Dataset items

^^^^^^^^^^^^^^^^

//! Crawler coordinator - run-level orchestration
//!
//! This module drives a whole run:
//! - Preparing the store, the site registry and the keyword set
//! - Selecting which sites to crawl
//! - Running up to `max-concurrent-sites` sessions at once
//! - Cancelling every session on Ctrl-C
//! - Recording the run's final status

use crate::config::Config;
use crate::crawler::context::CrawlerContext;
use crate::crawler::session::{run_session, SessionReport};
use crate::events::{EventSink, LifecycleEvent};
use crate::frontier::load_keywords;
use crate::storage::{lock_storage, open_storage, share, RunStatus, SharedStorage, SiteRecord};
use crate::{ConfigError, ScoutError};
use chrono::Utc;
use std::path::Path;
use std::sync::Arc;
use tokio::sync::Semaphore;
use tokio::task::JoinSet;
use tokio_util::sync::CancellationToken;

/// Which registered sites a run processes
#[derive(Debug, Clone, Default, PartialEq, Eq)]
pub struct SiteSelection {
    /// Process at most this many sites
    pub limit: Option<usize>,
    /// Process only this site
    pub site_id: Option<i64>,
    /// Process only sites in this group
    pub group: Option<String>,
}

impl SiteSelection {
    /// Filters sites (ordered by ID) down to the selection
    pub fn apply(&self, sites: Vec<SiteRecord>) -> Vec<SiteRecord> {
        sites
            .into_iter()
            .filter(|s| self.site_id.map_or(true, |id| s.id == id))
            .filter(|s| match &self.group {
                Some(group) => s.group.as_deref() == Some(group.as_str()),
                None => true,
            })
            .take(self.limit.unwrap_or(usize::MAX))
            .collect()
    }
}

/// Totals for one run
#[derive(Debug, Clone, Default, PartialEq, Eq)]
pub struct CrawlSummary {
    pub sites: usize,
    pub completed: usize,
    pub blocked: usize,
    pub failed: usize,
    pub pages_visited: u64,
    pub facts_found: usize,
    pub unsaved: usize,
    pub cancelled: bool,
}

impl CrawlSummary {
    fn add(&mut self, report: &SessionReport) {
        self.pages_visited += u64::from(report.pages_visited);
        self.facts_found += report.facts_found();
        self.unsaved += report.unsaved;
        if report.blocked.is_some() {
            self.blocked += 1;
        } else {
            self.completed += 1;
        }
    }
}

/// Runs site sessions on a bounded worker pool
pub struct Coordinator {
    ctx: Arc<CrawlerContext>,
    cancel: CancellationToken,
}

impl Coordinator {
    pub fn new(ctx: Arc<CrawlerContext>) -> Self {
        Self {
            ctx,
            cancel: CancellationToken::new(),
        }
    }

    /// Token that stops every session at its next loop boundary
    pub fn cancel_token(&self) -> CancellationToken {
        self.cancel.clone()
    }

    /// Crawls the given sites, at most `max-concurrent-sites` at a time
    pub async fn run(&self, sites: Vec<SiteRecord>) -> CrawlSummary {
        let workers = self.ctx.config.crawler.max_concurrent_sites.max(1) as usize;
        let semaphore = Arc::new(Semaphore::new(workers));
        let mut tasks = JoinSet::new();
        let mut summary = CrawlSummary {
            sites: sites.len(),
            ..Default::default()
        };
        let start_time = std::time::Instant::now();

        tracing::info!("Crawling {} sites with {} workers", sites.len(), workers);

        for site in sites {
            let permit = tokio::select! {
                biased;
                _ = self.cancel.cancelled() => break,
                permit = Arc::clone(&semaphore).acquire_owned() => match permit {
                    Ok(permit) => permit,
                    Err(_) => break,
                },
            };

            let ctx = Arc::clone(&self.ctx);
            let cancel = self.cancel.child_token();
            tasks.spawn(async move {
                let _permit = permit;
                let site_id = site.id;
                let result = run_session(&ctx, site, cancel).await;
                if let Err(e) = &result {
                    ctx.events.emit(LifecycleEvent::SiteError {
                        site_id,
                        message: e.to_string(),
                        at: Utc::now(),
                    });
                }
                (site_id, result)
            });
        }

        while let Some(joined) = tasks.join_next().await {
            match joined {
                Ok((_, Ok(report))) => {
                    summary.cancelled |= report.cancelled;
                    summary.add(&report);
                }
                Ok((site_id, Err(e))) => {
                    tracing::error!(site_id, error = %e, "Site session failed");
                    summary.failed += 1;
                }
                Err(e) => {
                    tracing::error!(error = %e, "Site worker panicked");
                    summary.failed += 1;
                }
            }

            let done = summary.completed + summary.blocked + summary.failed;
            tracing::info!(
                "Progress: {}/{} sites done, {} pages, {:.1}s elapsed",
                done,
                summary.sites,
                summary.pages_visited,
                start_time.elapsed().as_secs_f64()
            );
        }

        summary.cancelled |= self.cancel.is_cancelled();
        summary
    }
}

/// Opens the store and registers the configured sites
///
/// An unreachable store is a configuration error and fatal to the run.
pub fn prepare_store(config: &Config) -> Result<SharedStorage, ConfigError> {
    let storage = open_storage(Path::new(&config.output.database_path))
        .map_err(|e| ConfigError::Store(e.to_string()))?;
    let storage = share(storage);

    {
        let mut guard = lock_storage(&storage).map_err(|e| ConfigError::Store(e.to_string()))?;
        for entry in &config.sites {
            if let Err(e) = guard.upsert_site(&SiteRecord::from(entry)) {
                tracing::warn!(site_id = entry.id, error = %e, "Failed to register site");
            }
        }
    }

    Ok(storage)
}

/// Registered sites matching a selection
pub fn select_sites(
    storage: &SharedStorage,
    selection: &SiteSelection,
) -> Result<Vec<SiteRecord>, ConfigError> {
    let sites = lock_storage(storage)
        .and_then(|s| s.list_sites())
        .map_err(|e| ConfigError::Store(e.to_string()))?;
    Ok(selection.apply(sites))
}

/// Runs a complete crawl
///
/// This is the main entry point. It prepares the store and keyword set,
/// records a run, crawls the selected sites, and marks the run completed,
/// interrupted or failed.
///
/// # Example
///
/// ```no_run
/// use schedule_scout::config::load_config_with_hash;
/// use schedule_scout::crawler::{run_crawl, SiteSelection};
/// use schedule_scout::events::TracingSink;
/// use std::path::Path;
/// use std::sync::Arc;
///
/// # async fn example() -> Result<(), Box<dyn std::error::Error>> {
/// let (config, hash) = load_config_with_hash(Path::new("scout.toml"))?;
/// let selection = SiteSelection { limit: Some(10), ..Default::default() };
/// let summary = run_crawl(config, &hash, &selection, Arc::new(TracingSink)).await?;
/// println!("{} facts found", summary.facts_found);
/// # Ok(())
/// # }
/// ```
pub async fn run_crawl(
    config: Config,
    config_hash: &str,
    selection: &SiteSelection,
    events: Arc<dyn EventSink>,
) -> Result<CrawlSummary, ScoutError> {
    let storage = prepare_store(&config)?;
    let keywords = load_keywords(&config.keywords, Some(&storage)).map_err(ConfigError::from)?;
    let sites = select_sites(&storage, selection)?;

    let run_id = lock_storage(&storage)
        .and_then(|mut s| s.create_run(config_hash))
        .map_err(|e| ConfigError::Store(e.to_string()))?;
    tracing::info!("Starting run {} over {} sites", run_id, sites.len());

    let ctx = match CrawlerContext::new(config, keywords, storage.clone()) {
        Ok(ctx) => Arc::new(ctx.with_events(events)),
        Err(e) => {
            finish_run(&storage, run_id, RunStatus::Failed);
            return Err(e);
        }
    };

    let coordinator = Coordinator::new(ctx);
    let cancel = coordinator.cancel_token();
    let interrupt = tokio::spawn(async move {
        if tokio::signal::ctrl_c().await.is_ok() {
            tracing::warn!("Interrupt received, stopping sessions");
            cancel.cancel();
        }
    });

    let summary = coordinator.run(sites).await;
    interrupt.abort();

    let status = if summary.cancelled {
        RunStatus::Interrupted
    } else {
        RunStatus::Completed
    };
    finish_run(&storage, run_id, status);

    tracing::info!(
        "Run {} {}: {} sites, {} blocked, {} failed, {} facts",
        run_id,
        status.to_db_string(),
        summary.sites,
        summary.blocked,
        summary.failed,
        summary.facts_found
    );
    Ok(summary)
}

fn finish_run(storage: &SharedStorage, run_id: i64, status: RunStatus) {
    let finished = lock_storage(storage).and_then(|mut s| s.finish_run(run_id, status));
    if let Err(e) = finished {
        tracing::error!(run_id, error = %e, "Failed to record run status");
    }
}
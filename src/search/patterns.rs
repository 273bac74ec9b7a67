//! Associative pattern graph
//!
//! Derives keyword patterns from observed text and matches them against
//! query tokens, weighted by how often each pattern has been seen.

use crate::errors::SourceError;
use crate::search::PatternProvider;
use crate::types::{ResultKind, SearchContext, SearchResult};
use async_trait::async_trait;
use serde_json::json;
use std::collections::{BTreeSet, HashMap};

/// A derived associative pattern
#[derive(Debug, Clone)]
pub struct Pattern {
    /// Anchor keyword of the pattern
    pub keyword: String,
    /// How many times this pattern has been observed
    pub frequency: f64,
    /// Keywords co-occurring with the anchor
    pub associations: BTreeSet<String>,
}

/// Frequency-weighted keyword pattern graph
pub struct PatternGraph {
    patterns: HashMap<String, Pattern>,
    /// Insertion order for deterministic iteration
    order: Vec<String>,
}

impl PatternGraph {
    /// Create an empty graph
    pub fn new() -> Self {
        Self {
            patterns: HashMap::new(),
            order: Vec::new(),
        }
    }

    /// Derive patterns from a piece of text
    ///
    /// Every extracted keyword becomes (or reinforces) a pattern; the
    /// other keywords in the same text become its associations.
    pub fn observe(&mut self, text: &str) {
        let keywords = extract_keywords(text);

        for keyword in &keywords {
            if !self.patterns.contains_key(keyword) {
                self.order.push(keyword.clone());
            }
            let pattern = self
                .patterns
                .entry(keyword.clone())
                .or_insert_with(|| Pattern {
                    keyword: keyword.clone(),
                    frequency: 0.0,
                    associations: BTreeSet::new(),
                });
            pattern.frequency += 1.0;
            pattern
                .associations
                .extend(keywords.iter().filter(|k| *k != keyword).cloned());
        }
    }

    /// Number of distinct patterns
    pub fn len(&self) -> usize {
        self.patterns.len()
    }

    /// Whether the graph holds no patterns
    pub fn is_empty(&self) -> bool {
        self.patterns.is_empty()
    }

    /// Look up a pattern by its anchor keyword
    pub fn get(&self, keyword: &str) -> Option<&Pattern> {
        self.patterns.get(keyword)
    }

    /// Patterns matching the query's tokens, best first
    ///
    /// Score = (matched tokens / total query tokens) * pattern frequency.
    pub fn match_query(&self, query: &str, limit: usize) -> Vec<(f64, &Pattern)> {
        let tokens: Vec<String> = query
            .to_lowercase()
            .split_whitespace()
            .map(|t| t.to_string())
            .collect();

        if tokens.is_empty() {
            return Vec::new();
        }

        let mut scored: Vec<(f64, &Pattern)> = self
            .order
            .iter()
            .filter_map(|keyword| self.patterns.get(keyword))
            .filter_map(|pattern| {
                let matched = tokens
                    .iter()
                    .filter(|t| {
                        pattern.keyword.contains(t.as_str())
                            || pattern.associations.iter().any(|a| a.contains(t.as_str()))
                    })
                    .count();
                if matched == 0 {
                    return None;
                }
                let score = (matched as f64 / tokens.len() as f64) * pattern.frequency;
                Some((score, pattern))
            })
            .collect();

        scored.sort_by(|a, b| b.0.partial_cmp(&a.0).unwrap_or(std::cmp::Ordering::Equal));
        scored.truncate(limit);
        scored
    }
}

impl Default for PatternGraph {
    fn default() -> Self {
        Self::new()
    }
}

#[async_trait]
impl PatternProvider for PatternGraph {
    async fn pattern_search(
        &self,
        query: &str,
        _ctx: &SearchContext,
        limit: usize,
    ) -> Result<Vec<SearchResult>, SourceError> {
        let results = self
            .match_query(query, limit)
            .into_iter()
            .map(|(score, pattern)| SearchResult {
                id: format!("pattern-{}", pattern.keyword),
                kind: ResultKind::Pattern,
                score,
                content: json!({
                    "keyword": pattern.keyword,
                    "frequency": pattern.frequency,
                    "associations": pattern.associations,
                }),
                source: "pattern_graph".to_string(),
            })
            .collect();

        Ok(results)
    }
}

/// Extract keywords from text
fn extract_keywords(text: &str) -> Vec<String> {
    let mut seen = BTreeSet::new();
    text.to_lowercase()
        .split_whitespace()
        .map(|word| word.trim_matches(|c: char| !c.is_alphanumeric()).to_string())
        .filter(|word| word.len() > 3)
        .filter(|word| !is_stopword(word))
        .filter(|word| seen.insert(word.clone()))
        .collect()
}

/// Check if word is a stopword
fn is_stopword(word: &str) -> bool {
    matches!(
        word,
        "this" | "that" | "these" | "those" | "with" | "from" | "have" | "been" | "were"
    )
}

^^^^^^^^^^^^^^^^

▸ **What to produce**: From the line holding "if let Err(e) = guard.upsert_site(&SiteRecord::from(entry))" to the line holding "-> Result<Vec<SiteRecord>, ConfigError>", inclusive, restate each line above exactly as written.

▸ **Reply to the task**:
            if let Err(e) = guard.upsert_site(&SiteRecord::from(entry)) {
                tracing::warn!(site_id = entry.id, error = %e, "Failed to register site");
            }
        }
    }

    Ok(storage)
}

/// Registered sites matching a selection
pub fn select_sites(
    storage: &SharedStorage,
    selection: &SiteSelection,
) -> Result<Vec<SiteRecord>, ConfigError> {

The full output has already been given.